Segment Open

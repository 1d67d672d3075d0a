// src/deploy/mod.rs

//! Safe deployment pipeline
//!
//! A deploy moves through these states, strictly in order:
//!
//! ```text
//! INIT -> VERIFIED -> STAGED -> BACKED_UP -> MERGE_PLANNED -> MERGED
//!                        \
//!                         `-> MERGE_PLANNED -> DRY_RUN_REPORTED   (dry run)
//! ```
//!
//! Any failure up to and including staging ends in `ABORTED` with the live
//! tree untouched. A failure after the backup ends in `MERGE_FAILED`; the
//! snapshot taken in `BACKED_UP` is the recovery point.

pub mod backup;
pub mod merge;
pub mod planner;
pub mod revert;
pub mod stage;
pub mod verify;

pub use backup::{BackupContents, BackupManager, BackupRecord};
pub use merge::{apply, completed_paths, MergeResult};
pub use planner::{plan, MergeAction, MergePlan, PlanSummary, PlannedAction};
pub use revert::{
    BackupSelector, RestoreAction, RestoreEntry, RestorePlan, RevertOutcome, RevertResult,
    Reverter,
};
pub use stage::{stage, ArchiveFormat, StagedTree};
pub use verify::{ChecksumManifest, DigestSource, VerificationPolicy, VerifyOutcome};

use crate::error::{Error, ErrorKind, Result};
use crate::hash::Hash;
use crate::progress::{ProgressTracker, SilentProgress};
use crate::volume::TargetVolume;
use std::fmt;
use std::path::PathBuf;
use tracing::{info, warn};

/// Nightly builds vs tagged releases
#[derive(Debug, Clone, Copy, PartialEq, Eq, Default)]
pub enum BuildKind {
    #[default]
    Nightly,
    Release,
    /// An archive on local disk
    Local,
}

impl fmt::Display for BuildKind {
    fn fmt(&self, f: &mut fmt::Formatter<'_>) -> fmt::Result {
        f.write_str(match self {
            Self::Nightly => "nightly",
            Self::Release => "release",
            Self::Local => "local",
        })
    }
}

/// One resolved artifact to install
#[derive(Debug, Clone, PartialEq, Eq)]
pub struct ArtifactReference {
    /// URL or local path
    pub locator: String,
    /// Digest the caller insists on; makes verification mandatory
    pub expected_digest: Option<Hash>,
    /// Human-readable description (`nightly 20250822`, `release 4.0`)
    pub label: String,
    pub kind: BuildKind,
}

impl ArtifactReference {
    pub fn new(locator: impl Into<String>) -> Self {
        let locator = locator.into();
        Self {
            label: locator.clone(),
            locator,
            expected_digest: None,
            kind: BuildKind::default(),
        }
    }

    pub fn with_digest(mut self, digest: Hash) -> Self {
        self.expected_digest = Some(digest);
        self
    }

    pub fn with_label(mut self, label: impl Into<String>) -> Self {
        self.label = label.into();
        self
    }

    pub fn with_kind(mut self, kind: BuildKind) -> Self {
        self.kind = kind;
        self
    }

    /// File name of the artifact, used to find it in checksum manifests
    pub fn artifact_name(&self) -> &str {
        let trimmed = self.locator.split(['?', '#']).next().unwrap_or(&self.locator);
        trimmed.rsplit(['/', '\\']).next().unwrap_or(trimmed)
    }
}

/// Where artifact bytes and their checksum manifests come from
pub trait ArtifactSource {
    /// Fetch the artifact
    fn fetch(&self, reference: &ArtifactReference) -> Result<Vec<u8>>;

    /// Fetch a checksum manifest published alongside the artifact
    ///
    /// `Ok(None)` means none is published; errors are reserved for failures
    /// to find out.
    fn fetch_manifest(&self, reference: &ArtifactReference) -> Result<Option<ChecksumManifest>>;
}

/// Pipeline state
#[derive(Debug, Clone, Copy, PartialEq, Eq)]
pub enum DeployState {
    Init,
    Verified,
    Staged,
    BackedUp,
    MergePlanned,
    Merged,
    DryRunReported,
    Aborted,
    MergeFailed,
}

impl DeployState {
    pub fn as_str(&self) -> &'static str {
        match self {
            Self::Init => "INIT",
            Self::Verified => "VERIFIED",
            Self::Staged => "STAGED",
            Self::BackedUp => "BACKED_UP",
            Self::MergePlanned => "MERGE_PLANNED",
            Self::Merged => "MERGED",
            Self::DryRunReported => "DRY_RUN_REPORTED",
            Self::Aborted => "ABORTED",
            Self::MergeFailed => "MERGE_FAILED",
        }
    }

    /// Whether the live tree may have been written in this state
    pub fn target_touched(&self) -> bool {
        matches!(self, Self::Merged | Self::MergeFailed)
    }
}

impl fmt::Display for DeployState {
    fn fmt(&self, f: &mut fmt::Formatter<'_>) -> fmt::Result {
        f.write_str(self.as_str())
    }
}

/// A deploy that did not finish
#[derive(Debug, thiserror::Error)]
#[error("{error} [{terminal_state} after {last_completed}]")]
pub struct DeployFailure {
    /// `ABORTED` or `MERGE_FAILED`
    pub terminal_state: DeployState,
    pub last_completed: DeployState,
    /// Snapshot to revert to, when one was taken
    pub backup: Option<BackupRecord>,
    /// Files the merge finished writing before it stopped, in plan order
    pub written: Vec<PathBuf>,
    #[source]
    pub error: Error,
}

impl DeployFailure {
    pub fn kind(&self) -> ErrorKind {
        self.error.kind()
    }
}

/// What a deploy did (or, in a dry run, would do)
#[derive(Debug, Clone)]
pub struct DeployReport {
    pub reference: ArtifactReference,
    pub verification: VerifyOutcome,
    pub plan: MergePlan,
    pub backup: Option<BackupRecord>,
    pub merge: Option<MergeResult>,
    pub state: DeployState,
}

impl DeployReport {
    pub fn is_dry_run(&self) -> bool {
        self.state == DeployState::DryRunReported
    }
}

/// Deploy options
#[derive(Debug, Clone, Copy, Default)]
pub struct DeployOptions {
    /// Plan only; no lock, no backup, no writes
    pub dry_run: bool,
    /// Refuse artifacts without a digest even when none was supplied
    pub require_checksum: bool,
}

/// Runs the deploy pipeline against one volume
pub struct Deployer<'a> {
    volume: TargetVolume,
    source: &'a dyn ArtifactSource,
    options: DeployOptions,
    progress: Option<&'a dyn ProgressTracker>,
}

impl<'a> Deployer<'a> {
    pub fn new(volume: TargetVolume, source: &'a dyn ArtifactSource) -> Self {
        Self {
            volume,
            source,
            options: DeployOptions::default(),
            progress: None,
        }
    }

    pub fn with_options(mut self, options: DeployOptions) -> Self {
        self.options = options;
        self
    }

    pub fn with_dry_run(mut self, dry_run: bool) -> Self {
        self.options.dry_run = dry_run;
        self
    }

    pub fn with_progress(mut self, progress: &'a dyn ProgressTracker) -> Self {
        self.progress = Some(progress);
        self
    }

    pub fn volume(&self) -> &TargetVolume {
        &self.volume
    }

    /// Verification policy for `reference`
    ///
    /// A caller-supplied digest or the `require_checksum` option make it
    /// mandatory; otherwise a missing digest is reported and tolerated.
    pub fn policy_for(&self, reference: &ArtifactReference) -> VerificationPolicy {
        if reference.expected_digest.is_some() || self.options.require_checksum {
            VerificationPolicy::Required
        } else {
            VerificationPolicy::Optional
        }
    }

    /// Run the pipeline for `reference`
    pub fn deploy(
        &self,
        reference: &ArtifactReference,
    ) -> std::result::Result<DeployReport, DeployFailure> {
        let mut last = DeployState::Init;

        info!("Deploying {} to {}", reference.label, self.volume.root().display());

        // INIT -> VERIFIED
        let bytes = self
            .source
            .fetch(reference)
            .map_err(|e| self.failure(last, None, e))?;
        let digest_source = match &reference.expected_digest {
            Some(digest) => DigestSource::Explicit(digest.clone()),
            None => match self
                .source
                .fetch_manifest(reference)
                .map_err(|e| self.failure(last, None, e))?
            {
                Some(manifest) => DigestSource::Manifest(manifest),
                None => DigestSource::Unavailable,
            },
        };
        let artifact_name = reference.artifact_name();
        let verification = verify::verify(&bytes, artifact_name, &digest_source);
        verify::enforce(&verification, self.policy_for(reference), artifact_name)
            .map_err(|e| self.failure(last, None, e))?;
        last = DeployState::Verified;

        // VERIFIED -> STAGED
        let staged = stage(&bytes, self.volume.install_dir_name(), None)
            .map_err(|e| self.failure(last, None, e))?;
        drop(bytes);
        last = DeployState::Staged;

        let target = self.volume.install_dir();

        if self.options.dry_run {
            let merge_plan =
                plan(staged.root(), &target).map_err(|e| self.failure(last, None, e))?;
            info!("Dry run: {}", merge_plan.summary());
            return Ok(DeployReport {
                reference: reference.clone(),
                verification,
                plan: merge_plan,
                backup: None,
                merge: None,
                state: DeployState::DryRunReported,
            });
        }

        // STAGED -> BACKED_UP
        self.volume
            .ensure_writable()
            .map_err(|e| self.failure(last, None, e))?;
        let _lock = self
            .volume
            .lock()
            .map_err(|e| self.failure(last, None, e))?;
        let record = BackupManager::for_volume(&self.volume)
            .snapshot()
            .map_err(|e| self.failure(last, None, e))?;
        let backup = Some(record.clone());
        last = DeployState::BackedUp;

        // BACKED_UP -> MERGE_PLANNED
        let merge_plan = plan(staged.root(), &target)
            .map_err(|e| self.failure(last, backup.clone(), e))?;
        last = DeployState::MergePlanned;

        // MERGE_PLANNED -> MERGED
        let silent = SilentProgress::new();
        let progress: &dyn ProgressTracker = match self.progress {
            Some(progress) => progress,
            None => &silent,
        };
        let result = apply(&merge_plan, staged.root(), &target, progress).map_err(|e| {
            let written = match &e {
                Error::MergeError { completed, .. } => completed_paths(&merge_plan, *completed),
                _ => Vec::new(),
            };
            DeployFailure {
                written,
                ..self.failure(last, backup.clone(), e)
            }
        })?;

        info!(
            "Deployed {}: {} written, {} unchanged, backup at {}",
            reference.label,
            result.written(),
            result.unchanged,
            record.path.display()
        );

        Ok(DeployReport {
            reference: reference.clone(),
            verification,
            plan: merge_plan,
            backup,
            merge: Some(result),
            state: DeployState::Merged,
        })
    }

    fn failure(
        &self,
        last_completed: DeployState,
        backup: Option<BackupRecord>,
        error: Error,
    ) -> DeployFailure {
        let terminal_state = match last_completed {
            DeployState::BackedUp | DeployState::MergePlanned => DeployState::MergeFailed,
            _ => DeployState::Aborted,
        };
        warn!(
            "Deploy {} after {}: {}",
            terminal_state, last_completed, error
        );
        DeployFailure {
            terminal_state,
            last_completed,
            backup,
            written: Vec::new(),
            error,
        }
    }
}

Segment Closed

→ PROBLEM TO WORK ON
Copy exactly the lines from the top of the entries through the line with "#[derive(Debug, Clone, Copy, PartialEq, Eq, Default)]" in it, please, keeping both ends and adding nothing.

→ TASK OUTPUT
repository 1d67d672d3075d0a
// src/deploy/mod.rs

//! Safe deployment pipeline
//!
//! A deploy moves through these states, strictly in order:
//!
//! ```text
//! INIT -> VERIFIED -> STAGED -> BACKED_UP -> MERGE_PLANNED -> MERGED
//!                        \
//!                         `-> MERGE_PLANNED -> DRY_RUN_REPORTED   (dry run)
//! ```
//!
//! Any failure up to and including staging ends in `ABORTED` with the live
//! tree untouched. A failure after the backup ends in `MERGE_FAILED`; the
//! snapshot taken in `BACKED_UP` is the recovery point.

pub mod backup;
pub mod merge;
pub mod planner;
pub mod revert;
pub mod stage;
pub mod verify;

pub use backup::{BackupContents, BackupManager, BackupRecord};
pub use merge::{apply, completed_paths, MergeResult};
pub use planner::{plan, MergeAction, MergePlan, PlanSummary, PlannedAction};
pub use revert::{
    BackupSelector, RestoreAction, RestoreEntry, RestorePlan, RevertOutcome, RevertResult,
    Reverter,
};
pub use stage::{stage, ArchiveFormat, StagedTree};
pub use verify::{ChecksumManifest, DigestSource, VerificationPolicy, VerifyOutcome};

use crate::error::{Error, ErrorKind, Result};
use crate::hash::Hash;
use crate::progress::{ProgressTracker, SilentProgress};
use crate::volume::TargetVolume;
use std::fmt;
use std::path::PathBuf;
use tracing::{info, warn};

/// Nightly builds vs tagged releases
#[derive(Debug, Clone, Copy, PartialEq, Eq, Default)]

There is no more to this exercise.